At this time, Wintermute came on a rainbow cloud.
Wintermute proposed to borrow 7.5 million COW tokens from the CoW DAO treasury to support liquidity on decentralized and centralized exchanges. This proposal received strong support from the community and officially opened a new chapter in $COW liquidity.
As a leading market maker in the crypto industry, Wintermute is extremely adept at establishing efficient markets between centralized and decentralized trading platforms. Its founding team once worked at traditional financial giant Optiver and has extensive experience in market depth management.
In the months of cooperation, Wintermute provided COW with deep market support for ETH and other trading pairs, ensuring liquidity and providing a stable trading environment for DeFi aggregators such as CowSwap, UniswapX and 1inch. At the same time, Wintermute provided large-scale transaction support for institutions in the OTC (over-the-counter) market, further expanding the user base of $COW.
This two-way market driving effect directly led to a surge in the price of $COW.
Even in the second month of Wintermutes market making, Coinbase announced that $COW would be included in the coin listing roadmap, and launched the COW perpetual contract three months later.

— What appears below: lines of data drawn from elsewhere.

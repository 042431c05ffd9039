use std::{fs::OpenOptions, io::Write, path::Path, sync::Mutex};

use crate::trace::trace::TraceEvent;

/// Append-only JSONL trace of device requests.
///
/// Tracing is best effort: a file that cannot be opened or written turns into
/// a warning, never into a workflow failure.
pub struct TraceLogger {
    file: Option<Mutex<std::fs::File>>,
}

impl TraceLogger {
    pub fn new(path: impl AsRef<Path>) -> Self {
        let path = path.as_ref();
        let file = OpenOptions::new().create(true).append(true).open(path);

        match file {
            Ok(f) => Self {
                file: Some(Mutex::new(f)),
            },
            Err(e) => {
                tracing::warn!(path = %path.display(), error = %e, "could not open trace file");
                Self { file: None }
            }
        }
    }

    pub fn disabled() -> Self {
        Self { file: None }
    }

    pub fn is_enabled(&self) -> bool {
        self.file.is_some()
    }

    pub fn log(&self, event: &TraceEvent) {
        let file_mutex = match &self.file {
            Some(f) => f,
            None => return,
        };

        let json = match serde_json::to_string(event) {
            Ok(j) => j,
            Err(e) => {
                tracing::warn!(error = %e, "failed to serialize trace event");
                return;
            }
        };

        let mut file = match file_mutex.lock() {
            Ok(f) => f,
            Err(e) => {
                tracing::warn!(error = %e, "trace logger lock poisoned");
                return;
            }
        };

        if let Err(e) = writeln!(file, "{}", json) {
            tracing::warn!(error = %e, "failed to write trace event");
        }
    }
}
use thiserror::Error;

use crate::page::error::DiscoveryError;
use crate::printer::transport::TransportError;
use crate::state::state_model::CertificateId;

pub type Result<T> = std::result::Result<T, PrinterError>;

/// Errors surfaced by printer operations.
///
/// Every variant that comes out of a request/response step carries `stage`,
/// a short label such as `"delete: confirm"`, so a caller can tell where a
/// workflow stopped.
#[derive(Debug, Error)]
pub enum PrinterError {
    /// The request never produced a response.
    #[error("{stage}: request failed: {source}")]
    Transport {
        stage: &'static str,
        #[source]
        source: TransportError,
    },

    /// The device answered with something other than 200 OK.
    #[error("{stage}: unexpected status {status}")]
    Status { stage: &'static str, status: u16 },

    /// A page no longer matches the shape we know how to fill in.
    #[error("{stage}: {source}")]
    Discovery {
        stage: &'static str,
        #[source]
        source: DiscoveryError,
    },

    /// Caller supplied an ID we refuse to act on.
    #[error("invalid certificate id '{id}': {reason}")]
    Validation { id: String, reason: &'static str },

    /// Submissions went through but the device state does not show the effect.
    #[error(transparent)]
    Verification(#[from] VerificationError),

    #[error("PKCS#12 conversion failed: {0}")]
    Pkcs12(String),

    #[error("invalid printer URL: {0}")]
    Url(String),
}

#[derive(Debug, Clone, PartialEq, Eq, Error)]
pub enum VerificationError {
    #[error("certificate {id} is still present after delete")]
    StillPresent { id: CertificateId },

    #[error("cannot attribute upload: {} new certificates appeared ({})", new_ids.len(), join_ids(new_ids))]
    AmbiguousUpload { new_ids: Vec<CertificateId> },
}

fn join_ids(ids: &[CertificateId]) -> String {
    ids.iter()
        .map(|id| id.as_str())
        .collect::<Vec<_>>()
        .join(", ")
}

/// Coarse classification of a [`PrinterError`].
#[derive(Debug, Clone, Copy, PartialEq, Eq)]
pub enum ErrorKind {
    Transport,
    Discovery,
    Validation,
    Verification,
    Local,
}

impl PrinterError {
    pub fn transport(stage: &'static str, source: impl Into<TransportError>) -> Self {
        PrinterError::Transport {
            stage,
            source: source.into(),
        }
    }

    pub fn discovery(stage: &'static str, source: DiscoveryError) -> Self {
        PrinterError::Discovery { stage, source }
    }

    pub fn validation(id: &CertificateId, reason: &'static str) -> Self {
        PrinterError::Validation {
            id: id.to_string(),
            reason,
        }
    }

    pub fn kind(&self) -> ErrorKind {
        match self {
            PrinterError::Transport { .. } | PrinterError::Status { .. } => ErrorKind::Transport,
            PrinterError::Discovery { .. } => ErrorKind::Discovery,
            PrinterError::Validation { .. } => ErrorKind::Validation,
            PrinterError::Verification(_) => ErrorKind::Verification,
            PrinterError::Pkcs12(_) | PrinterError::Url(_) => ErrorKind::Local,
        }
    }

    /// The workflow stage that failed, when the error came from a device round trip.
    pub fn stage(&self) -> Option<&'static str> {
        match self {
            PrinterError::Transport { stage, .. }
            | PrinterError::Status { stage, .. }
            | PrinterError::Discovery { stage, .. } => Some(stage),
            _ => None,
        }
    }
}
pub mod discover;
pub mod error;
pub mod matcher;
pub mod page_model;
pub mod token;
use crate::page::error::DiscoveryError;
use crate::page::matcher::PageDocument;
use crate::page::page_model::{CSRF_TOKEN_FIELD, CsrfToken};

/// Pull the anti-forgery token out of a page.
///
/// Takes the `value` of the first `<input>` named (or, failing that, with the
/// id) `CSRFToken`. An empty value is treated the same as a missing field.
pub fn extract_csrf_token(doc: &PageDocument) -> Result<CsrfToken, DiscoveryError> {
    doc.elements()
        .filter(|el| el.value().name() == "input")
        .find(|el| {
            let element = el.value();
            element.attr("name") == Some(CSRF_TOKEN_FIELD)
                || (element.attr("name").is_none() && element.attr("id") == Some(CSRF_TOKEN_FIELD))
        })
        .and_then(|el| el.value().attr("value"))
        .filter(|value| !value.is_empty())
        .map(CsrfToken::new)
        .ok_or(DiscoveryError::MissingToken)
}

/// Convenience wrapper over raw page bytes.
pub fn extract_csrf_token_from(body: &[u8]) -> Result<CsrfToken, DiscoveryError> {
    extract_csrf_token(&PageDocument::parse(body))
}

Since then, $COW has begun to land on major top trading platforms, and Binance followed closely and launched the COW/USDT spot trading pair.

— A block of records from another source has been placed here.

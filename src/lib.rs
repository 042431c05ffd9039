//! Certificate management for printers whose only management surface is an
//! HTML admin console.
//!
//! The console has no API: every change is a form post guarded by a
//! per-page CSRF token, and most field names are generated by the firmware.
//! [`page`] finds the fields by structure, [`workflow`] drives the
//! multi-step form sequences, and [`state`] reconciles certificate-ID
//! snapshots taken before and after a change.

pub mod cert;
pub mod cli;
pub mod page;
pub mod printer;
pub mod state;
pub mod trace;
pub mod workflow;

pub use page::error::DiscoveryError;
pub use printer::session::Printer;
pub use printer::transport::{HttpTransport, PageResponse, Transport, TransportError, TransportSettings};
pub use state::state_model::{CertificateId, CertificateIdSet};
pub use workflow::error::{ErrorKind, PrinterError, Result, VerificationError};
pub use workflow::settle::SettlePolicy;
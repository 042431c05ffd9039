use clap::Parser;
use printer_certs::cli::commands::{
    cmd_activate, cmd_current, cmd_delete, cmd_list, cmd_upload, open_printer,
};
use printer_certs::cli::config::{Cli, Commands, load_config, resolve_settings};

fn main() {
    let cli = Cli::parse();
    init_logging(cli.verbose);

    if let Err(e) = run(cli) {
        eprintln!("error: {}", e);
        std::process::exit(1);
    }
}

fn run(cli: Cli) -> Result<(), Box<dyn std::error::Error>> {
    let config = load_config(cli.config.as_deref());

    // Resolve printer settings: CLI > config > defaults
    let settings = resolve_settings(&cli, &config);
    let printer = open_printer(&settings)?;

    match cli.command {
        Commands::List => cmd_list(&printer)?,
        Commands::Current => cmd_current(&printer)?,
        Commands::Upload {
            key,
            cert,
            activate,
        } => cmd_upload(&printer, &key, &cert, activate)?,
        Commands::Activate { id } => cmd_activate(&printer, &id)?,
        Commands::Delete { id } => cmd_delete(&printer, &id)?,
    }

    Ok(())
}

/// `RUST_LOG` wins; otherwise -v / -vv / -vvv raise the level from warn.
fn init_logging(verbose: u8) {
    let level = match verbose {
        0 => "warn",
        1 => "info",
        2 => "debug",
        _ => "trace",
    };

    tracing_subscriber::fmt()
        .with_writer(std::io::stderr)
        .with_env_filter(
            tracing_subscriber::EnvFilter::try_from_default_env()
                .unwrap_or_else(|_| tracing_subscriber::EnvFilter::new(level)),
        )
        .init();
}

These are the real reasons why I think $COW surged 162% in one month.
The flywheel effect between the Gnosis ecosystem and Ethereum
From a more macro perspective of public chains, in a bull market, the Solana ecosystem that Wall Street bet on grew very rapidly, while Ethereum was slightly sluggish. However, judging from the dynamics of the Trump teams WLFI project chain, Solana still has a lot of room for growth in serving institutional big players, and the performance of multi-signature products is difficult to match the deep accumulation of Ethereum.
Although Solana also has multi-signature products on the chain, the assets it holds are not on the same scale at all.
Taking Squads, the multi-signature protocol with the most managed assets on Solana, as an example, the current scale of its custody funds is about 170 million US dollars. On the other hand, Safe in the Gnosis ecosystem has a multi-signature custody of assets as large as 89 billion US dollars.
More importantly, the products of the Gnosis ecosystem are not only of astonishing scale, but also form a powerful ecosystem that can serve institutions and large investors through collaboration and deep integration. The security of Safe, the efficiency of CowSwap, and the convenience of Gnosis Pay have helped Ethereum fight for a breath in this round of public chain competition.
What’s more important is that, through project collaboration, the products of the Gnosis ecosystem have formed a good ecosystem service organization and major users, helping Ethereum to “fight for a breath” in this round of public chain race.
It is this synergy that creates the flywheel effect between the Gnosis ecosystem and Ethereum.
This article is sourced from the internet: Who is the real driving force behind COWs 162% surge in one month?